The only organ of the Confederation was the Federal Assembly (officially Bundesversammlung, often called Bundestag), which consisted of the delegates of the states' governments. There was no head of state, but the Austrian delegate presided over the Assembly (according to the Bundesakte). Austria did not have extra powers, but consequently the Austrian delegate was called Präsidialgesandther and Austria the Präsidialmacht (presiding power). The Assembly met in Frankfurt.

The Confederation was enabled to accept and deploy ambassadors. It allowed ambassadors of the European powers to the Assembly, but rarely deployed ambassadors itself.
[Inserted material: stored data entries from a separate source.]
use axum::{
    extract::DefaultBodyLimit,
    middleware,
    routing::{delete, get, options, put},
    Router,
};
use std::sync::Arc;
use tower_http::trace::TraceLayer;

use super::handlers;
use crate::AppState;

pub fn create_router(state: Arc<AppState>) -> Router {
    let upload_limit = state.config.upload.max_upload_size as usize;
    let public_path = format!(
        "{}/*key",
        state.config.upload.public_base_path.trim_end_matches('/')
    );

    // Resumable upload protocol
    let tus = Router::new()
        .route(
            "/files",
            options(handlers::tus_options).post(handlers::create_upload),
        )
        .route(
            "/files/:id",
            axum::routing::patch(handlers::upload_chunk)
                .head(handlers::upload_status)
                .delete(handlers::delete_upload),
        )
        .layer(DefaultBodyLimit::max(upload_limit))
        .layer(middleware::map_response(handlers::tus_resumable));

    let mut router = Router::new()
        .merge(tus)
        // Photo lifecycle
        .route("/photos/:id", get(handlers::get_photo))
        .route("/photos/:id", delete(handlers::delete_photo))
        .route("/photos/:id/report", put(handlers::set_report))
        .route("/reports/:report_id/photos", get(handlers::list_report_photos))
        .route(
            "/reports/:report_id/photos",
            delete(handlers::delete_report_photos),
        )
        // Completed upload content
        .route(&public_path, get(handlers::serve_upload))
        // Internal
        .route("/_internal/health", get(handlers::health));

    // Test-only routes
    if state.config.test_mode {
        tracing::warn!("Test mode enabled, purge route is available.");
        router = router.route("/admin/purge", delete(handlers::admin_purge));
    }

    router.layer(TraceLayer::new_for_http()).with_state(state)
}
During the revolution of 1848/49 the Federal Assembly was inactive. It transferred its powers to the Provisorische Zentralgewalt, the revolutionary German Central Government of the Frankfurt National Assembly. After crushing the revolution and illegally disbanding the National Assembly, the Prussian King failed to create a German nation state by himself. The Federal Assembly was revived in 1850 on Austrian initiative, but only fully reinstalled in the summer of 1851.

Rivalry between Prussia and Austria grew, especially after 1859. The Confederation dissolved in 1866 after the Austro-Prussian War, and was succeeded in 1866 by the Prussian-dominated North German Confederation. Unlike the German Confederation, the North German Confederation was a true state. Its territory comprised the parts of the German Confederation north of the river Main, plus Prussia's eastern territories and the Duchy of Schleswig, but excluded Austria and the other southern German states.

Prussia's influence was widened by the Franco-Prussian War resulting in the proclamation of the German Empire at Versailles on 18 January 1871, which united the North German Federation with the southern German states. All the constituent states of the former German Confederation became part of the Kaiserreich in 1871, except Austria, Luxembourg, the Duchy of Limburg, and Liechtenstein.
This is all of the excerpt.